Manchin vows ‘unrelenting fight’ with Biden on Inflation Reduction Act’s one-year anniversary
David Sivak
Video Embed
Sen. Joe Manchin (D-WV) is walking a delicate line on the one-year anniversary of the Inflation Reduction Act, a bill he helped author but has since threatened to join Republicans in repealing.
The West Virginia senator, like other Democrats marking the anniversary, hailed the bill as “one of the most historic pieces of legislation passed in decades,” noting its $35 cap on insulin for seniors and funding for a black lung disability trust. Republicans, universally opposed to its passage, had played “political games” with a bill geared toward low- and middle-income families, he said.
BIDEN HEADS TO WISCONSIN NECK AND NECK WITH TRUMP
But Manchin bristled at the way its energy provisions have been implemented by the Biden administration, vowing to oppose what he sees as the president’s “radical climate agenda.
“Make no mistake, the IRA is exactly the kind of legislation that in normal political times both political parties would proudly embrace because it is about putting the interests of Americans and West Virginians first,” he said in a Wednesday statement. “Going forward I will push back on those who seek to undermine this significant legislation for their respective political agenda, and that begins with my unrelenting fight against the Biden administration’s efforts to implement the IRA as a radical climate agenda instead of implementing the IRA that was passed into law.”
Manchin was the decisive vote on the Inflation Reduction Act, a sweeping tax, climate, and healthcare bill that Democrats passed along party lines last summer. The senator, a conservative Democrat and perennial thorn in President Joe Biden’s side, joined Sen.
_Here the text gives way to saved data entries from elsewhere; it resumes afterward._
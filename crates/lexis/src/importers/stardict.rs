//! StarDict dictionaries: `.ifo` + `.idx`/`.idx.gz` + `.dict`/`.dict.dz`, optional `.syn`
//!
//! The importer accepts any of the member files, the base path without
//! extension, or a directory holding a single dictionary.

use std::io::{Cursor, Read};
use std::path::{Path, PathBuf};

use byteorder::{BigEndian, ReadBytesExt};
use flate2::read::GzDecoder;
use tracing::{debug, info};

use crate::errors::ImportError;
use crate::importers::markup::xdxf_to_html;
use crate::importers::report::ParsedEntries;

const IFO_MAGIC: &str = "StarDict's dict ifo file";
const MEMBER_SUFFIXES: [&str; 6] = [".ifo", ".idx.gz", ".idx", ".dict.dz", ".dict", ".syn"];

/// Textual entry types; everything else is binary and skipped.
const TEXT_TYPES: &str = "mlgtxykwhr";

#[derive(Debug, Default)]
struct IfoInfo {
  book_name: Option<String>,
  word_count: usize,
  same_type_sequence: Option<String>,
  offset_bits_64: bool,
}

/// One `.idx` record: headword and location of its article in `.dict`.
#[derive(Debug)]
struct IdxRecord {
  word: Vec<u8>,
  offset: u64,
  size: u32,
}

/// Resolves the common path prefix of the dictionary files.
fn base_path(path: &Path) -> Result<PathBuf, ImportError> {
  if path.is_dir() {
    let mut ifos = Vec::new();
    let entries = std::fs::read_dir(path).map_err(|e| ImportError::io(path, e))?;
    for entry in entries {
      let entry = entry.map_err(|e| ImportError::io(path, e))?;
      if entry.path().extension().is_some_and(|ext| ext == "ifo") {
        ifos.push(entry.path());
      }
    }
    return match ifos.as_slice() {
      [ifo] => base_path(ifo),
      [] => Err(ImportError::invalid("stardict", path, "no .ifo file in directory")),
      _ => Err(ImportError::invalid("stardict", path, "more than one .ifo file in directory")),
    };
  }

  let raw = path.to_string_lossy();
  for suffix in MEMBER_SUFFIXES {
    if let Some(stem) = raw.strip_suffix(suffix) {
      return Ok(PathBuf::from(stem));
    }
  }
  Ok(path.to_path_buf())
}

fn with_suffix(base: &Path, suffix: &str) -> PathBuf {
  let mut raw = base.as_os_str().to_owned();
  raw.push(suffix);
  PathBuf::from(raw)
}

/// Reads `base + plain`, falling back to the gzip/dictzip variant `base + gz`.
fn read_member(base: &Path, plain: &str, gz: &str) -> Result<Option<Vec<u8>>, ImportError> {
  let plain_path = with_suffix(base, plain);
  if plain_path.is_file() {
    return std::fs::read(&plain_path).map(Some).map_err(|e| ImportError::io(plain_path, e));
  }
  let gz_path = with_suffix(base, gz);
  if gz_path.is_file() {
    let file = std::fs::File::open(&gz_path).map_err(|e| ImportError::io(&gz_path, e))?;
    let mut data = Vec::new();
    GzDecoder::new(file).read_to_end(&mut data).map_err(|e| ImportError::io(&gz_path, e))?;
    return Ok(Some(data));
  }
  Ok(None)
}

fn parse_ifo(path: &Path) -> Result<IfoInfo, ImportError> {
  let text = std::fs::read_to_string(path).map_err(|e| ImportError::io(path, e))?;
  let mut lines = text.lines();
  if lines.next().map(|l| l.trim_start_matches('\u{feff}').trim()) != Some(IFO_MAGIC) {
    return Err(ImportError::invalid("stardict", path, "missing .ifo magic line"));
  }

  let mut info = IfoInfo::default();
  for line in lines {
    let Some((key, value)) = line.split_once('=') else {
      continue;
    };
    let value = value.trim();
    match key.trim() {
      "bookname" => info.book_name = Some(value.to_string()),
      "wordcount" => {
        info.word_count = value
          .parse()
          .map_err(|_| ImportError::invalid("stardict", path, format!("bad wordcount: {value}")))?;
      }
      "sametypesequence" if !value.is_empty() => {
        info.same_type_sequence = Some(value.to_string())
      }
      "idxoffsetbits" => info.offset_bits_64 = value == "64",
      _ => {}
    }
  }
  Ok(info)
}

/// Parses `.idx`. A truncated trailing record is reported separately.
fn parse_idx(data: &[u8], offset_bits_64: bool) -> (Vec<IdxRecord>, bool) {
  let mut records = Vec::new();
  let mut cursor = Cursor::new(data);
  loop {
    let start = cursor.position() as usize;
    if start >= data.len() {
      return (records, false);
    }
    let Some(nul) = data[start..].iter().position(|&b| b == 0) else {
      return (records, true);
    };
    cursor.set_position((start + nul + 1) as u64);

    let offset = if offset_bits_64 {
      cursor.read_u64::<BigEndian>()
    } else {
      cursor.read_u32::<BigEndian>().map(u64::from)
    };
    let (Ok(offset), Ok(size)) = (offset, cursor.read_u32::<BigEndian>()) else {
      return (records, true);
    };
    records.push(IdxRecord { word: data[start..start + nul].to_vec(), offset, size });
  }
}

/// Parses `.syn`: synonym word followed by a u32 index into `.idx`.
fn parse_syn(data: &[u8]) -> Vec<(Vec<u8>, usize)> {
  let mut synonyms = Vec::new();
  let mut cursor = Cursor::new(data);
  loop {
    let start = cursor.position() as usize;
    let Some(nul) = data.get(start..).and_then(|rest| rest.iter().position(|&b| b == 0)) else {
      return synonyms;
    };
    cursor.set_position((start + nul + 1) as u64);
    let Ok(index) = cursor.read_u32::<BigEndian>() else {
      return synonyms;
    };
    synonyms.push((data[start..start + nul].to_vec(), index as usize));
  }
}

/// Reads one typed field starting at `pos`; returns the data and the next position.
fn read_field(data: &[u8], pos: usize, kind: char, last: bool) -> Option<(&[u8], usize)> {
  if last {
    return Some((&data[pos..], data.len()));
  }
  if kind.is_ascii_uppercase() {
    let size = u32::from_be_bytes(data.get(pos..pos + 4)?.try_into().ok()?) as usize;
    let start = pos + 4;
    let end = start.checked_add(size)?;
    return Some((data.get(start..end)?, end));
  }
  match data[pos..].iter().position(|&b| b == 0) {
    Some(nul) => Some((&data[pos..pos + nul], pos + nul + 1)),
    None => Some((&data[pos..], data.len())),
  }
}

/// Splits an article into `(type, data)` fields. `None` if truncated.
fn split_article<'a>(
  data: &'a [u8],
  same_type_sequence: Option<&str>,
) -> Option<Vec<(char, &'a [u8])>> {
  let mut fields = Vec::new();
  let mut pos = 0;
  match same_type_sequence {
    Some(types) => {
      let count = types.chars().count();
      for (i, kind) in types.chars().enumerate() {
        if pos > data.len() {
          return None;
        }
        let (field, next) = read_field(data, pos, kind, i + 1 == count)?;
        fields.push((kind, field));
        pos = next;
      }
    }
    None => {
      while pos < data.len() {
        let kind = data[pos] as char;
        let (field, next) = read_field(data, pos + 1, kind, false)?;
        fields.push((kind, field));
        pos = next;
      }
    }
  }
  Some(fields)
}

/// Renders the textual fields of an article. `Err` on invalid UTF-8.
fn render_article(fields: &[(char, &[u8])]) -> Result<String, std::str::Utf8Error> {
  let mut parts = Vec::new();
  for (kind, data) in fields {
    if !TEXT_TYPES.contains(*kind) {
      continue;
    }
    let text = std::str::from_utf8(data)?.trim();
    if text.is_empty() {
      continue;
    }
    parts.push(if *kind == 'x' { xdxf_to_html(text) } else { text.to_string() });
  }
  Ok(parts.join("\n"))
}

/// Parses a StarDict dictionary.
///
/// Articles sharing a headword are joined in index order; synonyms from
/// `.syn` are added as extra headwords carrying the article of their target.
pub fn parse_stardict(path: &Path) -> Result<ParsedEntries, ImportError> {
  let base = base_path(path)?;
  let ifo_path = with_suffix(&base, ".ifo");
  if !ifo_path.is_file() {
    return Err(ImportError::invalid("stardict", &ifo_path, "missing .ifo file"));
  }
  let info = parse_ifo(&ifo_path)?;
  let idx = read_member(&base, ".idx", ".idx.gz")?
    .ok_or_else(|| ImportError::invalid("stardict", &base, "missing .idx file"))?;
  let dict = read_member(&base, ".dict", ".dict.dz")?
    .ok_or_else(|| ImportError::invalid("stardict", &base, "missing .dict file"))?;

  let (records, truncated) = parse_idx(&idx, info.offset_bits_64);
  if records.len() != info.word_count {
    debug!(expected = info.word_count, actual = records.len(), "stardict wordcount mismatch");
  }

  let mut parsed = ParsedEntries::default();
  // entry index per idx record, for `.syn` targets
  let mut rendered: Vec<Option<usize>> = Vec::with_capacity(records.len());

  for record in &records {
    let article = usize::try_from(record.offset).ok().and_then(|start| {
      let end = start.checked_add(record.size as usize)?;
      dict.get(start..end)
    });
    let headword = std::str::from_utf8(&record.word).ok().map(str::trim);
    let payload = article
      .and_then(|a| split_article(a, info.same_type_sequence.as_deref()))
      .and_then(|fields| render_article(&fields).ok());

    match (headword, payload) {
      (Some(headword), Some(payload)) if !headword.is_empty() && !payload.is_empty() => {
        rendered.push(Some(parsed.record_or_append(headword, &payload, "\n")));
      }
      (Some(_), Some(_)) => {
        // binary-only or empty article
        parsed.record_ignored();
        rendered.push(None);
      }
      _ => {
        parsed.record_malformed();
        rendered.push(None);
      }
    }
  }
  if truncated {
    parsed.record_malformed();
  }

  if let Some(syn) = read_member(&base, ".syn", ".syn.gz")? {
    for (word, index) in parse_syn(&syn) {
      let target = rendered.get(index).copied().flatten();
      match (std::str::from_utf8(&word).ok().map(str::trim), target) {
        (Some(word), Some(_)) if parsed.position(word).is_some() => parsed.record_ignored(),
        (Some(word), Some(target)) if !word.is_empty() => {
          let payload = parsed.entries[target].payload.clone();
          parsed.record_or_append(word, &payload, "\n");
        }
        _ => parsed.record_malformed(),
      }
    }
  }

  info!(
    book = info.book_name.as_deref().unwrap_or("?"),
    entries = parsed.entries.len(),
    malformed = parsed.skipped_malformed,
    "parsed stardict dictionary"
  );
  Ok(parsed)
}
Kyrsten Sinema (I-AZ) in tanking the Build Back Better plan, the president’s signature policy bill, but eventually agreed to support the pared-down Inflation Reduction Act in exchange for a deal on energy permitting reform.
Washington greenlighted the completion of West Virginia’s Mountain Valley Pipeline earlier this year as a reward for his vote, but Manchin has waged a protracted fight with Biden over what he says is the administration’s preference for clean energy over the “all-of-the-above” energy strategy prescribed by the law.
Manchin, the chairman of the Senate Energy and Natural Resources Committee, has since May placed a hold on all Environmental Protection Agency nominees over a Biden rule on power plant emissions and declined an invitation to attend a White House event celebrating the law’s passage.
The criticism has not shielded Manchin from attacks over his “yes” vote. The McConnell-aligned nonprofit organization One Nation launched a six-figure ad buy on Wednesday over the “pivotal role” he played in “writing President Biden’s green energy scheme.”
Manchin, considered one of the most vulnerable Democrats up for reelection in 2024, has not said whether he will run for another term in the Senate and has left the door open to challenging Biden for president as a third-party candidate.
CLICK HERE TO READ MORE FROM THE WASHINGTON EXAMINER
Earlier this month, he floated the possibility of leaving the Democratic Party to become an independent, denouncing the extremes on both sides of the aisle.
“This country needs leadership and my hope is that elected leaders in both parties and in the White House put down their political swords, stop playing to the ideological extremes, and focus on the very goal of this legislation — to help our hard-working families and build a better, stronger, and more secure nation for this generation and the next,” he said on Wednesday.